To receive member referral payment, the referring member must be a current member of the full Health Co-Op service – Health Care Sharing and Member Benefits. The referred member(s) must also sign-up for the full Health Co-Op service and stay a member of The Health Co-Op (Health Care Sharing and Member Benefits) in good standing for three (3) months before payment is issued.
Health Co-Op Membership, in this agreement, is defined as membership in the full Health Co-Op service – Health Care Sharing and Member Benefits.
A member is in good standing when they have been a paying Health Co-Op Member for three (3) consecutive full months.
Once the conditions of this agreement have been met, The Health Co-Op will issue a one-time check to each referring member for every enrollment in good standing. Each check will only be issued after verification the referred member(s) are in good standing within the full Health Co-Op service. There is no limit to how many members you can sign-up or how much referral you receive from The Health Co-Op.

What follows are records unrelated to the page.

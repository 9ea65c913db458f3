use serde::{Deserialize, Serialize};

#[derive(Debug, Clone, Serialize, Deserialize)]
pub struct HealthStatus {
    pub service: String,
    pub status: String,
    pub message: String,
    pub port: u16,
    pub runtime_version: String,
    pub uptime: String,
    pub uptime_seconds: f64,
}

#[derive(Debug, Clone, Serialize, Deserialize)]
pub struct ProcessResult {
    pub service: String,
    pub action: String,
    /// Live tasks observed right after the fan-in.
    pub active_units: usize,
    pub workers: usize,
    pub result: String,
    pub processing_time: String,
    pub processing_time_ms: f64,
    #[serde(default, skip_serializing_if = "Vec::is_empty")]
    pub data: Vec<String>,
}

#[derive(Debug, Clone, Serialize, Deserialize)]
pub struct RuntimeStatus {
    pub service: String,
    pub status: String,
    pub uptime: String,
    pub uptime_seconds: f64,
    pub active_units: usize,
    pub worker_threads: usize,
    pub memory_usage_mb: u64,
    pub gc_runs: u64,
    pub runtime_version: String,
    pub orchestrated_by: String,
    pub timestamp: chrono::DateTime<chrono::Utc>,
}

#[derive(Debug, Clone, Serialize, Deserialize)]
pub struct RootInfo {
    pub service: String,
    pub message: String,
    pub available_endpoints: Vec<String>,
    pub port: u16,
    pub orchestrated_by: String,
}
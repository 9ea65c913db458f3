use tracing_subscriber::fmt::format::FmtSpan;
use tracing_subscriber::{
    EnvFilter, Layer, Registry, layer::SubscriberExt, util::SubscriberInitExt,
};

use crate::error::ServiceError;

#[derive(Debug, Clone)]
pub struct TracingConfig {
    pub log_level: String,
    pub json_format: bool,
}

impl TracingConfig {
    /// Reads `RUST_LOG` (default `info`) and `LOG_FORMAT` (`json` or
    /// `structured` for JSON lines, anything else is plain text).
    pub fn from_env() -> Self {
        let log_level =
            std::env::var("RUST_LOG").unwrap_or_else(|_| "info".to_string());
        let json_format =
            is_json_format(std::env::var("LOG_FORMAT").ok().as_deref());
        Self {
            log_level,
            json_format,
        }
    }
}

fn is_json_format(log_format: Option<&str>) -> bool {
    match log_format.map(|s| s.to_ascii_lowercase()) {
        Some(ref v) if v == "json" || v == "structured" => true,
        _ => false,
    }
}

impl Default for TracingConfig {
    fn default() -> Self {
        Self {
            log_level: "info".to_string(),
            json_format: false,
        }
    }
}

/// Installs the global subscriber. `RUST_LOG` wins over `log_level` when set.
pub fn setup_tracing(config: TracingConfig) -> Result<(), ServiceError> {
    let fmt_layer = tracing_subscriber::fmt::layer()
        .with_target(true)
        .with_span_events(FmtSpan::CLOSE)
        .with_file(true)
        .with_line_number(true);

    let fmt_layer = if config.json_format {
        fmt_layer.json().boxed()
    } else {
        fmt_layer.boxed()
    };

    let env_filter = EnvFilter::try_from_default_env()
        .unwrap_or_else(|_| EnvFilter::new(&config.log_level));

    Registry::default()
        .with(env_filter)
        .with(fmt_layer)
        .try_init()
        .map_err(|e| ServiceError::Tracing(e.to_string()))
}
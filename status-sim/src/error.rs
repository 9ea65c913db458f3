use axum::response::IntoResponse;
use http::StatusCode;

#[derive(thiserror::Error, Debug)]
pub enum ServiceError {
    #[error("Config error: {0}")]
    Config(#[from] envconfig::Error),
    #[error("Cannot bind port {port}: {source}")]
    Bind {
        port: u16,
        #[source]
        source: std::io::Error,
    },
    #[error("Server error: {0}")]
    Serve(#[from] std::io::Error),
    #[error("Tracing setup error: {0}")]
    Tracing(String),
    #[error("Fan-in incomplete: {received} of {expected} workers reported")]
    FanIn { expected: usize, received: usize },
}

impl IntoResponse for ServiceError {
    fn into_response(self) -> axum::response::Response {
        (StatusCode::INTERNAL_SERVER_ERROR, self.to_string()).into_response()
    }
}
use std::future::Future;
use std::time::Duration;

use tokio::sync::mpsc;
use tokio::time::Instant;
use tracing::debug;

use crate::error::ServiceError;

pub const WORKER_COUNT: usize = 4;
pub const WORKER_DELAY: Duration = Duration::from_millis(50);

#[derive(Debug, Clone)]
pub struct FanOutReport {
    /// Completion tags in arrival order.
    pub tags: Vec<String>,
    pub elapsed: Duration,
}

pub fn completion_tag(id: usize) -> String {
    format!("worker_{}_completed", id)
}

/// Spawns `workers` simulated units that each sleep `delay` and report back,
/// then waits for every one of them. There is no timeout.
pub async fn fan_out(
    workers: usize,
    delay: Duration,
) -> Result<FanOutReport, ServiceError> {
    fan_out_with(workers, move |id| async move {
        tokio::time::sleep(delay).await;
        completion_tag(id)
    })
    .await
}

pub async fn fan_out_with<F, Fut>(
    workers: usize,
    work: F,
) -> Result<FanOutReport, ServiceError>
where
    F: Fn(usize) -> Fut,
    Fut: Future<Output = String> + Send + 'static,
{
    let start = Instant::now();
    let (tx, mut rx) = mpsc::channel(workers.max(1));
    for id in 0..workers {
        let tx = tx.clone();
        let unit = work(id);
        tokio::spawn(async move {
            let tag = unit.await;
            let _ = tx.send(tag).await;
        });
    }
    // only the workers hold senders now, so a lost worker closes the channel
    drop(tx);

    let mut tags = Vec::with_capacity(workers);
    while tags.len() < workers {
        match rx.recv().await {
            Some(tag) => tags.push(tag),
            None => {
                return Err(ServiceError::FanIn {
                    expected: workers,
                    received: tags.len(),
                });
            }
        }
    }
    let elapsed = start.elapsed();
    debug!(workers, ?elapsed, "fan-out completed");
    Ok(FanOutReport { tags, elapsed })
}
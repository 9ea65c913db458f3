use std::collections::{HashMap, HashSet};
use std::sync::Arc;
use std::time::Duration;

use anyhow::Result;
use axum::Router;
use axum::body::Body;
use axum::http::{Request, StatusCode};
use envconfig::Envconfig;
use status_sim::model::{HealthStatus, ProcessResult, RootInfo, RuntimeStatus};
use status_sim::worker::{WORKER_COUNT, WORKER_DELAY, completion_tag};
use status_sim::{Config, ServiceContext, ServiceError, build_router};
use tower::ServiceExt;

fn test_app(env: &[(&str, &str)]) -> Result<Router> {
    let env: HashMap<String, String> = env
        .iter()
        .map(|(k, v)| (k.to_string(), v.to_string()))
        .collect();
    let config = Config::init_from_hashmap(&env)?;
    Ok(build_router(Arc::new(ServiceContext::new(config))))
}

async fn get_json<T: serde::de::DeserializeOwned>(
    app: &Router,
    uri: &str,
) -> Result<T> {
    let response = app
        .clone()
        .oneshot(Request::builder().uri(uri).body(Body::empty())?)
        .await?;
    assert_eq!(response.status(), StatusCode::OK);
    assert_eq!(
        response.headers()["content-type"],
        "application/json",
        "content type of {}",
        uri
    );
    assert_eq!(response.headers()["access-control-allow-origin"], "*");
    let body = axum::body::to_bytes(response.into_body(), usize::MAX).await?;
    Ok(serde_json::from_slice(&body)?)
}

#[tokio::test]
async fn health_reports_running() -> Result<()> {
    let app = test_app(&[("GO_PORT", "9001")])?;
    let health: HealthStatus = get_json(&app, "/health").await?;
    assert_eq!(health.service, "status-sim");
    assert_eq!(health.status, "running");
    assert_eq!(health.port, 9001);
    assert!(health.message.contains("Orchestrated by JavaScript"));
    assert!(health.runtime_version.starts_with("rustc"));
    assert!(health.uptime.ends_with('s'));
    Ok(())
}

#[tokio::test]
async fn health_has_all_wire_fields() -> Result<()> {
    let app = test_app(&[])?;
    let raw: serde_json::Value = get_json(&app, "/health").await?;
    for field in
        ["service", "status", "message", "port", "runtime_version", "uptime"]
    {
        assert!(raw.get(field).is_some(), "missing {}", field);
    }
    Ok(())
}

#[tokio::test]
async fn uptime_is_non_decreasing() -> Result<()> {
    let app = test_app(&[])?;
    let first: HealthStatus = get_json(&app, "/health").await?;
    tokio::time::sleep(Duration::from_millis(20)).await;
    let second: HealthStatus = get_json(&app, "/health").await?;
    assert!(second.uptime_seconds >= first.uptime_seconds);
    assert!(second.uptime_seconds - first.uptime_seconds >= 0.019);
    Ok(())
}

#[tokio::test(flavor = "multi_thread", worker_threads = 2)]
async fn process_collects_every_worker() -> Result<()> {
    let app = test_app(&[])?;
    let result: ProcessResult = get_json(&app, "/process").await?;
    assert_eq!(result.action, "concurrent_processing");
    assert_eq!(result.workers, WORKER_COUNT);
    assert_eq!(result.data.len(), WORKER_COUNT);
    let tags: HashSet<_> = result.data.iter().cloned().collect();
    let expected: HashSet<_> = (0..WORKER_COUNT).map(completion_tag).collect();
    assert_eq!(tags, expected);
    Ok(())
}

#[tokio::test(flavor = "multi_thread", worker_threads = 2)]
async fn process_runs_workers_concurrently() -> Result<()> {
    let app = test_app(&[])?;
    let result: ProcessResult = get_json(&app, "/process").await?;
    let delay_ms = WORKER_DELAY.as_secs_f64() * 1000.0;
    assert!(result.processing_time_ms >= delay_ms);
    // serialized workers would need WORKER_COUNT times the delay
    assert!(
        result.processing_time_ms < delay_ms * (WORKER_COUNT as f64 - 0.5),
        "took {}",
        result.processing_time
    );
    assert!(result.processing_time.ends_with("ms"));
    Ok(())
}

#[tokio::test]
async fn status_reads_runtime_counters() -> Result<()> {
    let app = test_app(&[("ORCHESTRATOR", "Scheduler")])?;
    let first: RuntimeStatus = get_json(&app, "/status").await?;
    let second: RuntimeStatus = get_json(&app, "/status").await?;
    assert_eq!(first.status, "healthy");
    assert_eq!(first.orchestrated_by, "Scheduler");
    assert!(second.gc_runs >= first.gc_runs);
    assert!(second.uptime_seconds >= first.uptime_seconds);
    assert!(second.timestamp >= first.timestamp);
    assert!(first.worker_threads >= 1);
    Ok(())
}

#[tokio::test]
async fn status_has_all_wire_fields() -> Result<()> {
    let app = test_app(&[])?;
    let raw: serde_json::Value = get_json(&app, "/status").await?;
    for field in [
        "service",
        "status",
        "uptime",
        "active_units",
        "memory_usage_mb",
        "gc_runs",
        "runtime_version",
        "orchestrated_by",
    ] {
        assert!(raw.get(field).is_some(), "missing {}", field);
    }
    assert!(raw["memory_usage_mb"].as_u64().is_some());
    Ok(())
}

#[tokio::test]
async fn root_lists_endpoints_on_default_port() -> Result<()> {
    let app = test_app(&[])?;
    let root: RootInfo = get_json(&app, "/").await?;
    assert_eq!(root.port, 8001);
    assert_eq!(root.available_endpoints, ["/health", "/process", "/status"]);
    assert_eq!(root.service, "status-sim");
    Ok(())
}

#[tokio::test]
async fn options_short_circuits_with_cors_headers() -> Result<()> {
    let app = test_app(&[])?;
    for uri in ["/health", "/process", "/status", "/"] {
        let response = app
            .clone()
            .oneshot(
                Request::builder()
                    .method("OPTIONS")
                    .uri(uri)
                    .body(Body::empty())?,
            )
            .await?;
        assert_eq!(response.status(), StatusCode::OK, "OPTIONS {}", uri);
        let headers = response.headers();
        assert_eq!(headers["access-control-allow-origin"], "*");
        assert_eq!(
            headers["access-control-allow-methods"],
            "GET, POST, OPTIONS"
        );
        assert_eq!(headers["access-control-allow-headers"], "Content-Type");
        let body =
            axum::body::to_bytes(response.into_body(), usize::MAX).await?;
        assert!(body.is_empty());
    }
    Ok(())
}

#[tokio::test]
async fn unknown_path_is_not_found() -> Result<()> {
    let app = test_app(&[])?;
    let response = app
        .oneshot(Request::builder().uri("/metrics").body(Body::empty())?)
        .await?;
    assert_eq!(response.status(), StatusCode::NOT_FOUND);
    Ok(())
}

#[tokio::test]
async fn bind_failure_is_fatal() -> Result<()> {
    let taken = tokio::net::TcpListener::bind(("0.0.0.0", 0)).await?;
    let port = taken.local_addr()?.port();
    let mut env = HashMap::new();
    env.insert("GO_PORT".to_string(), port.to_string());
    let config = Config::init_from_hashmap(&env)?;
    match status_sim::start_server(config).await {
        Err(ServiceError::Bind { port: p, .. }) => assert_eq!(p, port),
        other => panic!("expected bind error, got {:?}", other),
    }
    Ok(())
}
use std::process::Command;

fn main() {
    let rustc = std::env::var("RUSTC").unwrap_or_else(|_| "rustc".to_string());
    let version = Command::new(rustc)
        .arg("--version")
        .output()
        .ok()
        .filter(|out| out.status.success())
        .and_then(|out| String::from_utf8(out.stdout).ok())
        .map(|s| s.trim().to_string())
        .unwrap_or_else(|| "rustc unknown".to_string());
    println!("cargo:rustc-env=RUSTC_VERSION={}", version);
    println!("cargo:rerun-if-env-changed=RUSTC");
}
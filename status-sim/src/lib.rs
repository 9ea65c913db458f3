mod conf;
mod context;
mod error;
mod handler;
pub mod model;
pub mod runtime;
mod telemetry;
pub mod worker;

pub use conf::Config;
pub use context::ServiceContext;
pub use error::ServiceError;
pub use handler::{ENDPOINTS, build_router};
pub use telemetry::{TracingConfig, setup_tracing};

use std::sync::Arc;
use tokio::net::TcpListener;
use tracing::{info, warn};

/// Binds `0.0.0.0:<http_port>` and serves until Ctrl-C or SIGTERM.
/// A bind failure is returned to the caller, which treats it as fatal.
pub async fn start_server(config: Config) -> Result<(), ServiceError> {
    let ctx = Arc::new(ServiceContext::new(config));
    print_banner(&ctx);

    let port = ctx.port();
    let listener = TcpListener::bind(("0.0.0.0", port))
        .await
        .map_err(|source| ServiceError::Bind { port, source })?;
    info!("start server on port {}", port);
    axum::serve(listener, build_router(ctx))
        .with_graceful_shutdown(shutdown_signal())
        .await?;
    info!("server stopped");
    Ok(())
}

fn print_banner(ctx: &ServiceContext) {
    println!("{} starting on :{}", ctx.service_name(), ctx.port());
    println!("Orchestrated by: {}", ctx.orchestrator());
    println!("Available endpoints: {}", ENDPOINTS.join(", "));
}

async fn shutdown_signal() {
    let ctrl_c = async {
        if let Err(e) = tokio::signal::ctrl_c().await {
            warn!("failed to install Ctrl+C handler: {}", e);
            std::future::pending::<()>().await;
        }
    };

    #[cfg(unix)]
    let terminate = async {
        match tokio::signal::unix::signal(
            tokio::signal::unix::SignalKind::terminate(),
        ) {
            Ok(mut sig) => {
                sig.recv().await;
            }
            Err(e) => {
                warn!("failed to install SIGTERM handler: {}", e);
                std::future::pending::<()>().await;
            }
        }
    };

    #[cfg(not(unix))]
    let terminate = std::future::pending::<()>();

    tokio::select! {
        _ = ctrl_c => {},
        _ = terminate => {},
    }
    info!("shutdown signal received");
}
#[cfg(test)]
mod tests {
    use super::*;
    use crate::application::engine::testing::ScriptedLauncher;
    use std::time::Duration;

    fn supervisor(launcher: &ScriptedLauncher) -> Arc<EngineSupervisor> {
        Arc::new(EngineSupervisor::new(
            Arc::new(launcher.clone()),
            LaunchOptions::default(),
        ))
    }

    #[tokio::test]
    async fn ensure_engine_launches_lazily_and_reuses_the_handle() {
        let launcher = ScriptedLauncher::new();
        let supervisor = supervisor(&launcher);
        assert_eq!(supervisor.status().state, EngineState::Absent);
        assert_eq!(launcher.launches(), 0);

        let first = supervisor.ensure_engine().await.expect("engine");
        let second = supervisor.ensure_engine().await.expect("engine");

        assert_eq!(first.id(), second.id());
        assert_eq!(launcher.launches(), 1);
        let status = supervisor.status();
        assert!(status.is_ready());
        assert_eq!(status.generation, Some(first.id()));
        assert_eq!(status.launches, 1);
    }

    #[tokio::test]
    async fn launch_receives_container_and_font_arguments() {
        let launcher = ScriptedLauncher::new();
        let supervisor = supervisor(&launcher);
        supervisor.ensure_engine().await.expect("engine");

        let args = launcher.launch_args();
        assert!(args.iter().any(|arg| arg == "--no-sandbox"));
        assert!(args.iter().any(|arg| arg == "--font-render-hinting=none"));
    }

    #[tokio::test(flavor = "multi_thread", worker_threads = 4)]
    async fn concurrent_callers_share_a_single_launch() {
        let launcher = ScriptedLauncher::new();
        launcher.set_launch_delay(Duration::from_millis(50));
        let supervisor = supervisor(&launcher);

        let tasks: Vec<_> = (0..16)
            .map(|_| {
                let supervisor = Arc::clone(&supervisor);
                tokio::spawn(async move { supervisor.ensure_engine().await })
            })
            .collect();

        let mut ids = Vec::new();
        for task in tasks {
            let handle = task.await.expect("join").expect("engine");
            ids.push(handle.id());
        }

        assert_eq!(launcher.launches(), 1);
        assert!(ids.iter().all(|id| *id == ids[0]));
        assert_eq!(launcher.max_live_engines(), 1);
    }

    #[tokio::test]
    async fn launch_failure_leaves_supervisor_absent() {
        let launcher = ScriptedLauncher::new();
        launcher.fail_launches(true);
        let supervisor = supervisor(&launcher);

        let err = supervisor.ensure_engine().await.expect_err("launch fails");
        assert!(matches!(err, EngineUnavailable::Launch(EngineError::Launch(_))));
        let status = supervisor.status();
        assert_eq!(status.state, EngineState::Absent);
        assert_eq!(status.generation, None);

        launcher.fail_launches(false);
        let handle = supervisor.ensure_engine().await.expect("engine after recovery");
        assert_eq!(handle.id().get(), 1);
    }

    #[tokio::test]
    async fn dead_engine_is_replaced_on_next_ensure() {
        let launcher = ScriptedLauncher::new();
        let supervisor = supervisor(&launcher);
        let first = supervisor.ensure_engine().await.expect("engine");

        launcher.crash_current();
        assert!(!first.is_alive());

        let second = supervisor.ensure_engine().await.expect("engine");
        assert_ne!(first.id(), second.id());
        assert_eq!(launcher.launches(), 2);
        assert_eq!(launcher.live_engines(), 1);
    }

    #[tokio::test]
    async fn restart_replaces_the_engine_even_when_termination_fails() {
        let launcher = ScriptedLauncher::new();
        let supervisor = supervisor(&launcher);
        let first = supervisor.ensure_engine().await.expect("engine");

        launcher.fail_terminations(true);
        let second = supervisor.restart_engine().await.expect("restart");

        assert_ne!(first.id(), second.id());
        assert_eq!(launcher.terminations(), 1);
        let status = supervisor.status();
        assert_eq!(status.restarts, 1);
        assert_eq!(status.generation, Some(second.id()));
    }

    #[tokio::test]
    async fn restart_without_engine_launches_one() {
        let launcher = ScriptedLauncher::new();
        let supervisor = supervisor(&launcher);

        supervisor.restart_engine().await.expect("restart");
        assert_eq!(launcher.launches(), 1);
        assert_eq!(launcher.terminations(), 0);
    }

    #[tokio::test]
    async fn failed_restart_records_absent_state() {
        let launcher = ScriptedLauncher::new();
        let supervisor = supervisor(&launcher);
        supervisor.ensure_engine().await.expect("engine");

        launcher.fail_launches(true);
        supervisor.restart_engine().await.expect_err("relaunch fails");

        assert_eq!(supervisor.status().state, EngineState::Absent);
        assert_eq!(launcher.live_engines(), 0);
    }

    #[tokio::test]
    async fn recover_skips_restart_once_engine_was_replaced() {
        let launcher = ScriptedLauncher::new();
        let supervisor = supervisor(&launcher);
        let stale = supervisor.ensure_engine().await.expect("engine");

        let fresh = supervisor.recover(stale.id()).await.expect("recover");
        assert_ne!(fresh.id(), stale.id());

        let again = supervisor.recover(stale.id()).await.expect("recover");
        assert_eq!(again.id(), fresh.id());
        assert_eq!(launcher.launches(), 2);
        assert_eq!(supervisor.status().restarts, 1);
    }

    #[tokio::test(flavor = "multi_thread", worker_threads = 4)]
    async fn failed_relaunch_is_attempted_once_per_generation() {
        let launcher = ScriptedLauncher::new();
        let supervisor = supervisor(&launcher);
        let first = supervisor.ensure_engine().await.expect("engine");

        launcher.crash_current();
        launcher.fail_launches(true);
        launcher.set_launch_delay(Duration::from_millis(20));

        let tasks: Vec<_> = (0..5)
            .map(|_| {
                let supervisor = Arc::clone(&supervisor);
                let failed = first.id();
                tokio::spawn(async move { supervisor.recover(failed).await })
            })
            .collect();
        for task in tasks {
            assert!(task.await.expect("join").is_err());
        }

        let status = supervisor.status();
        assert_eq!(status.restarts, 1);
        assert_eq!(status.state, EngineState::Absent);

        launcher.fail_launches(false);
        let next = supervisor.ensure_engine().await.expect("lazy relaunch");
        assert!(next.id() > first.id());

        let stale = supervisor.recover(first.id()).await.expect("current engine");
        assert_eq!(stale.id(), next.id());
        assert_eq!(supervisor.status().restarts, 1);
    }

    #[tokio::test]
    async fn shutdown_is_idempotent_and_safe_without_engine() {
        let launcher = ScriptedLauncher::new();
        let supervisor = supervisor(&launcher);

        supervisor.shutdown().await;
        supervisor.shutdown().await;
        assert_eq!(launcher.terminations(), 0);
        assert_eq!(supervisor.status().state, EngineState::Absent);
    }

    #[tokio::test]
    async fn shutdown_terminates_once_and_blocks_relaunch() {
        let launcher = ScriptedLauncher::new();
        let supervisor = supervisor(&launcher);
        supervisor.ensure_engine().await.expect("engine");

        supervisor.shutdown().await;
        supervisor.shutdown().await;

        assert_eq!(launcher.terminations(), 1);
        assert_eq!(launcher.live_engines(), 0);
        assert!(matches!(
            supervisor.ensure_engine().await,
            Err(EngineUnavailable::ShutDown)
        ));
        assert!(matches!(
            supervisor.restart_engine().await,
            Err(EngineUnavailable::ShutDown)
        ));
        assert_eq!(launcher.launches(), 1);
    }
}
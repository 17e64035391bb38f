//! HTTP surface: `POST /convert` and `GET /health`.

mod error;
mod handlers;
mod middleware;
mod rate_limit;

use std::sync::Arc;

use axum::{
    Router,
    extract::DefaultBodyLimit,
    http::{HeaderName, HeaderValue, Method, header},
    middleware::from_fn,
    middleware::from_fn_with_state,
    routing::{get, post},
};
use tower_http::cors::{AllowOrigin, Any, CorsLayer};
use tracing::warn;

use crate::application::conversion::ConversionService;
use crate::config::CorsSettings;

pub use error::{ApiError, ApiErrorBody};
pub use handlers::{EngineHealth, HealthBody};
pub use middleware::{REQUEST_ID_HEADER, RequestContext};
pub use rate_limit::{Admission, ClientId, ClientRateLimiter};

#[derive(Clone)]
pub struct HttpState {
    pub conversions: ConversionService,
    pub rate_limiter: Arc<ClientRateLimiter>,
}

/// Router-level knobs taken from settings.
#[derive(Debug, Clone)]
pub struct RouterOptions {
    pub max_request_bytes: usize,
    pub cors: CorsSettings,
}

pub fn build_router(state: HttpState, options: &RouterOptions) -> Router {
    let convert_routes = Router::new()
        .route("/convert", post(handlers::convert))
        .layer(DefaultBodyLimit::max(options.max_request_bytes))
        .route_layer(from_fn_with_state(state.clone(), middleware::rate_limit));

    let router = Router::new()
        .route("/health", get(handlers::health))
        .merge(convert_routes)
        .with_state(state)
        .layer(from_fn(middleware::security_headers))
        .layer(from_fn(middleware::log_responses))
        .layer(from_fn(middleware::set_request_context));

    match cors_layer(&options.cors) {
        Some(cors) => router.layer(cors),
        None => router,
    }
}

fn cors_layer(cors: &CorsSettings) -> Option<CorsLayer> {
    if cors.allowed_origins.is_empty() {
        return None;
    }

    let request_id = HeaderName::from_static(REQUEST_ID_HEADER);
    let layer = CorsLayer::new()
        .allow_methods([Method::GET, Method::POST, Method::OPTIONS])
        .allow_headers([header::CONTENT_TYPE, request_id.clone()])
        .expose_headers([header::CONTENT_DISPOSITION, request_id]);

    if cors.allows_any() {
        return Some(layer.allow_origin(Any));
    }

    let origins = cors
        .allowed_origins
        .iter()
        .filter_map(|origin| match HeaderValue::from_str(origin) {
            Ok(value) => Some(value),
            Err(_) => {
                warn!(
                    target = "folio::http::cors",
                    origin = origin.as_str(),
                    "ignoring unparseable CORS origin"
                );
                None
            }
        })
        .collect::<Vec<_>>();

    Some(layer.allow_origin(AllowOrigin::list(origins)))
}
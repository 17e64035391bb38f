use axum::Json;
use axum::extract::rejection::JsonRejection;
use axum::http::{HeaderValue, StatusCode, header};
use axum::response::{IntoResponse, Response};
use serde::Serialize;

use crate::application::conversion::ConversionError;
use crate::application::error::ErrorReport;

/// Wire shape of every error response.
#[derive(Debug, Serialize)]
pub struct ApiErrorBody {
    pub error: String,
    #[serde(skip_serializing_if = "Option::is_none")]
    pub details: Option<String>,
}

#[derive(Debug)]
pub struct ApiError {
    status: StatusCode,
    message: &'static str,
    details: Option<String>,
    report: ErrorReport,
    retry_after: Option<u64>,
}

impl ApiError {
    pub fn new(
        source: &'static str,
        status: StatusCode,
        message: &'static str,
        details: Option<String>,
    ) -> Self {
        let report = ErrorReport::from_message(
            source,
            status,
            details.clone().unwrap_or_else(|| message.to_string()),
        );
        Self {
            status,
            message,
            details,
            report,
            retry_after: None,
        }
    }

    pub fn rate_limited(retry_after: u64) -> Self {
        let mut error = Self::new(
            "infra::http::rate_limit",
            StatusCode::TOO_MANY_REQUESTS,
            "Rate limit exceeded",
            Some(format!("Retry after {retry_after} seconds")),
        );
        error.retry_after = Some(retry_after);
        error
    }

    pub fn status(&self) -> StatusCode {
        self.status
    }
}

impl From<ConversionError> for ApiError {
    fn from(error: ConversionError) -> Self {
        const SOURCE: &str = "infra::http::convert";

        let (status, message) = match &error {
            ConversionError::InvalidRequest(_) => (StatusCode::BAD_REQUEST, "Invalid request"),
            ConversionError::EngineUnavailable(_) => (
                StatusCode::SERVICE_UNAVAILABLE,
                "Rendering engine unavailable",
            ),
            ConversionError::SessionOpenFailed(_) => {
                (StatusCode::BAD_GATEWAY, "Could not open a render session")
            }
            ConversionError::RenderFailed { .. } => (StatusCode::BAD_GATEWAY, "Rendering failed"),
            ConversionError::ShuttingDown => {
                (StatusCode::SERVICE_UNAVAILABLE, "Service is shutting down")
            }
        };

        let details = match &error {
            ConversionError::InvalidRequest(message)
            | ConversionError::EngineUnavailable(message)
            | ConversionError::SessionOpenFailed(message) => Some(message.clone()),
            ConversionError::RenderFailed { stage, cause } => Some(format!("{stage}: {cause}")),
            ConversionError::ShuttingDown => None,
        };

        Self {
            status,
            message,
            details,
            report: ErrorReport::from_error(SOURCE, status, &error),
            retry_after: None,
        }
    }
}

impl From<JsonRejection> for ApiError {
    fn from(rejection: JsonRejection) -> Self {
        const SOURCE: &str = "infra::http::convert::body";

        if rejection.status() == StatusCode::PAYLOAD_TOO_LARGE {
            return Self::new(
                SOURCE,
                StatusCode::PAYLOAD_TOO_LARGE,
                "Request body too large",
                Some(rejection.body_text()),
            );
        }

        Self::new(
            SOURCE,
            StatusCode::BAD_REQUEST,
            "Malformed JSON body",
            Some(rejection.body_text()),
        )
    }
}

impl IntoResponse for ApiError {
    fn into_response(self) -> Response {
        let body = ApiErrorBody {
            error: self.message.to_string(),
            details: self.details,
        };
        let mut response = (self.status, Json(body)).into_response();
        if let Some(retry_after) = self.retry_after {
            if let Ok(value) = HeaderValue::from_str(&retry_after.to_string()) {
                response.headers_mut().insert(header::RETRY_AFTER, value);
            }
        }
        self.report.attach(&mut response);
        response
    }
}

To receive payment, the referred member must enter either the Membership ID number or the first and last name of the referrer within the “Referral Code” box at sign-up. Please note: determinations on payment will be made solely dependent on this step being completed.
Once you have your first payment due to you, you will receive a W-9. Your first check will be sent upon successful completion and return of your W-9.
Program Terms and Conditions
To receive first and any subsequent referral payment(s):
- Referring member must have membership in good standing with the full Health Co-Op service (Health Care Sharing and Member Benefits)
- Referred Member must sign up for full Health Co-Op service (Health Care Sharing and Member Benefits
- Referred member must be in good membership standing for the full Health Co-Op service for a full, consecutive three (3) months.
- Referring member must be and remain a member within the full service to receive payment.
- Referral payments are issued only via check. At this time, payments will not be issued via any other means (direct deposit, cash, etc.)
- To receive first payment, referring member must complete and return a W-9 form.
- The referral amount is $200 no matter the membership type.
- Referring member will receive payment for each successful enrollment / membership type (individual, two person, three or more person, widowed or divorced with children).
- To receive payment, referred member must enter either the Membership ID or First and Last name of referring member. Determinations on payment will be made solely dependent on this step being successfully completed.
- In the event of a dispute regarding this agreement, please refer to the mediation clause within the Membership Agreement (see Arbitration, page 5).
- The price, terms and conditions and the Member Referral Program itself are at the discretion of The Health Co-Op and are subject to change at any time without prior written notice to participants. Any changes to the program will be communicated to all members in a timely manner.